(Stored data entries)
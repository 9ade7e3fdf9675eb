use entregas::{
    app::{build_app, serve},
    auth::services::ensure_admin,
    state::AppState,
};

#[tokio::main]
async fn main() -> anyhow::Result<()> {
    dotenvy::dotenv().ok();

    let env_filter = std::env::var("RUST_LOG")
        .unwrap_or_else(|_| "entregas=debug,axum=info,tower_http=info".to_string());
    let json_logs = std::env::var("LOG_FORMAT")
        .map(|v| v == "json")
        .unwrap_or(false);

    if json_logs {
        tracing_subscriber::fmt()
            .with_env_filter(env_filter)
            .with_target(false)
            .json()
            .init();
    } else {
        tracing_subscriber::fmt().with_env_filter(env_filter).init();
    }

    let app_state = AppState::init().await?;

    if let Some(seed) = app_state.config.admin_seed.clone() {
        if let Err(e) = ensure_admin(
            app_state.users.as_ref(),
            &seed.username,
            &seed.email,
            &seed.password,
        )
        .await
        {
            tracing::warn!(error = %e, username = %seed.username, "admin seeding failed; continuing");
        }
    }

    serve(build_app(app_state)).await
}
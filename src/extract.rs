use axum::{
    async_trait,
    extract::{
        rejection::{JsonRejection, PathRejection},
        FromRequest, FromRequestParts, Path, Request,
    },
    http::request::Parts,
    Json,
};

use crate::error::AppError;

/// `Json` whose rejections come back as `AppError::Validation` (400) instead
/// of axum's plain-text 415/422.
pub struct ApiJson<T>(pub T);

#[async_trait]
impl<S, T> FromRequest<S> for ApiJson<T>
where
    Json<T>: FromRequest<S, Rejection = JsonRejection>,
    S: Send + Sync,
{
    type Rejection = AppError;

    async fn from_request(req: Request, state: &S) -> Result<Self, Self::Rejection> {
        let Json(value) = Json::<T>::from_request(req, state).await?;
        Ok(Self(value))
    }
}

/// `Path` that answers a malformed segment (e.g. a non-UUID id) with a JSON
/// 400 like every other error.
pub struct ApiPath<T>(pub T);

#[async_trait]
impl<S, T> FromRequestParts<S> for ApiPath<T>
where
    Path<T>: FromRequestParts<S, Rejection = PathRejection>,
    S: Send + Sync,
{
    type Rejection = AppError;

    async fn from_request_parts(parts: &mut Parts, state: &S) -> Result<Self, Self::Rejection> {
        let Path(value) = Path::<T>::from_request_parts(parts, state).await?;
        Ok(Self(value))
    }
}
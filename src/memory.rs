//! In-process store used by `AppState::fake()` and the test suites.

use std::sync::Arc;

use async_trait::async_trait;
use time::OffsetDateTime;
use tokio::sync::RwLock;
use uuid::Uuid;

use crate::{
    auth::{
        repo::UserStore,
        repo_types::{NewUser, User},
    },
    db::StoreError,
    orders::{
        model::OrderStatus,
        repo::OrderStore,
        repo_types::{NewOrder, Order, OrderContents},
    },
};

#[derive(Clone, Default)]
pub struct MemoryStore {
    users: Arc<RwLock<Vec<User>>>,
    orders: Arc<RwLock<Vec<Order>>>,
}

impl MemoryStore {
    pub fn new() -> Self {
        Self::default()
    }
}

#[async_trait]
impl UserStore for MemoryStore {
    async fn find_by_username(&self, username: &str) -> anyhow::Result<Option<User>> {
        let users = self.users.read().await;
        Ok(users.iter().find(|u| u.username == username).cloned())
    }

    async fn find_by_email(&self, email: &str) -> anyhow::Result<Option<User>> {
        let users = self.users.read().await;
        Ok(users.iter().find(|u| u.email == email).cloned())
    }

    async fn create(&self, user: NewUser) -> anyhow::Result<User> {
        let mut users = self.users.write().await;
        if users.iter().any(|u| u.username == user.username) {
            return Err(StoreError::unique("users_username_key").into());
        }
        if users.iter().any(|u| u.email == user.email) {
            return Err(StoreError::unique("users_email_key").into());
        }
        let created = User {
            id: Uuid::new_v4(),
            username: user.username,
            email: user.email,
            password_hash: user.password_hash,
            is_active: user.is_active,
            is_admin: user.is_admin,
            created_at: OffsetDateTime::now_utc(),
        };
        users.push(created.clone());
        Ok(created)
    }

    async fn list(&self) -> anyhow::Result<Vec<User>> {
        Ok(self.users.read().await.clone())
    }
}

#[async_trait]
impl OrderStore for MemoryStore {
    async fn find(&self, id: Uuid) -> anyhow::Result<Option<Order>> {
        let orders = self.orders.read().await;
        Ok(orders.iter().find(|o| o.id == id).cloned())
    }

    async fn create(&self, order: NewOrder) -> anyhow::Result<Order> {
        let owner_exists = self
            .users
            .read()
            .await
            .iter()
            .any(|u| u.id == order.owner_id);
        if !owner_exists {
            anyhow::bail!("owner {} does not exist", order.owner_id);
        }
        let created = Order {
            id: Uuid::new_v4(),
            quantity: order.quantity,
            dish: order.dish,
            stew: order.stew,
            status: OrderStatus::default(),
            owner_id: order.owner_id,
            created_at: OffsetDateTime::now_utc(),
        };
        self.orders.write().await.push(created.clone());
        Ok(created)
    }

    async fn list_all(&self) -> anyhow::Result<Vec<Order>> {
        Ok(self.orders.read().await.clone())
    }

    async fn list_by_owner(&self, owner_id: Uuid) -> anyhow::Result<Vec<Order>> {
        let orders = self.orders.read().await;
        Ok(orders
            .iter()
            .filter(|o| o.owner_id == owner_id)
            .cloned()
            .collect())
    }

    async fn update_contents(
        &self,
        id: Uuid,
        contents: OrderContents,
    ) -> anyhow::Result<Option<Order>> {
        let mut orders = self.orders.write().await;
        Ok(orders.iter_mut().find(|o| o.id == id).map(|o| {
            o.quantity = contents.quantity;
            o.dish = contents.dish;
            o.stew = contents.stew;
            o.clone()
        }))
    }

    async fn update_status(
        &self,
        id: Uuid,
        status: OrderStatus,
    ) -> anyhow::Result<Option<Order>> {
        let mut orders = self.orders.write().await;
        Ok(orders.iter_mut().find(|o| o.id == id).map(|o| {
            o.status = status;
            o.clone()
        }))
    }

    async fn delete(&self, id: Uuid) -> anyhow::Result<bool> {
        let mut orders = self.orders.write().await;
        let before = orders.len();
        orders.retain(|o| o.id != id);
        Ok(orders.len() != before)
    }
}

#[cfg(test)]
mod tests {
    use super::*;
    use crate::orders::model::{Dish, Stew};

    fn new_user(username: &str, email: &str) -> NewUser {
        NewUser {
            username: username.into(),
            email: email.into(),
            password_hash: "hash".into(),
            is_active: true,
            is_admin: false,
        }
    }

    #[tokio::test]
    async fn user_uniqueness_is_enforced() {
        let store = MemoryStore::new();
        UserStore::create(&store, new_user("alice", "a@x.com"))
            .await
            .unwrap();

        let err = UserStore::create(&store, new_user("alice", "other@x.com"))
            .await
            .unwrap_err();
        assert!(matches!(
            err.downcast_ref::<StoreError>(),
            Some(StoreError::UniqueViolation { constraint }) if constraint.contains("username")
        ));

        let err = UserStore::create(&store, new_user("alicia", "a@x.com"))
            .await
            .unwrap_err();
        assert!(matches!(
            err.downcast_ref::<StoreError>(),
            Some(StoreError::UniqueViolation { constraint }) if constraint.contains("email")
        ));
    }

    #[tokio::test]
    async fn order_requires_existing_owner() {
        let store = MemoryStore::new();
        let res = OrderStore::create(
            &store,
            NewOrder {
                owner_id: Uuid::new_v4(),
                quantity: 1,
                dish: Dish::Sope,
                stew: Stew::Pollo,
            },
        )
        .await;
        assert!(res.is_err());
    }

    #[tokio::test]
    async fn update_and_delete_report_missing_ids() {
        let store = MemoryStore::new();
        let id = Uuid::new_v4();
        assert!(store
            .update_status(id, OrderStatus::Entregado)
            .await
            .unwrap()
            .is_none());
        assert!(!store.delete(id).await.unwrap());
    }
}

#### [AIM OF THE EXERCISE]
Reproduce each line above that contains "entregas".

#### [OUTPUT OF THE TASK]
use entregas::{
        .unwrap_or_else(|_| "entregas=debug,axum=info,tower_http=info".to_string());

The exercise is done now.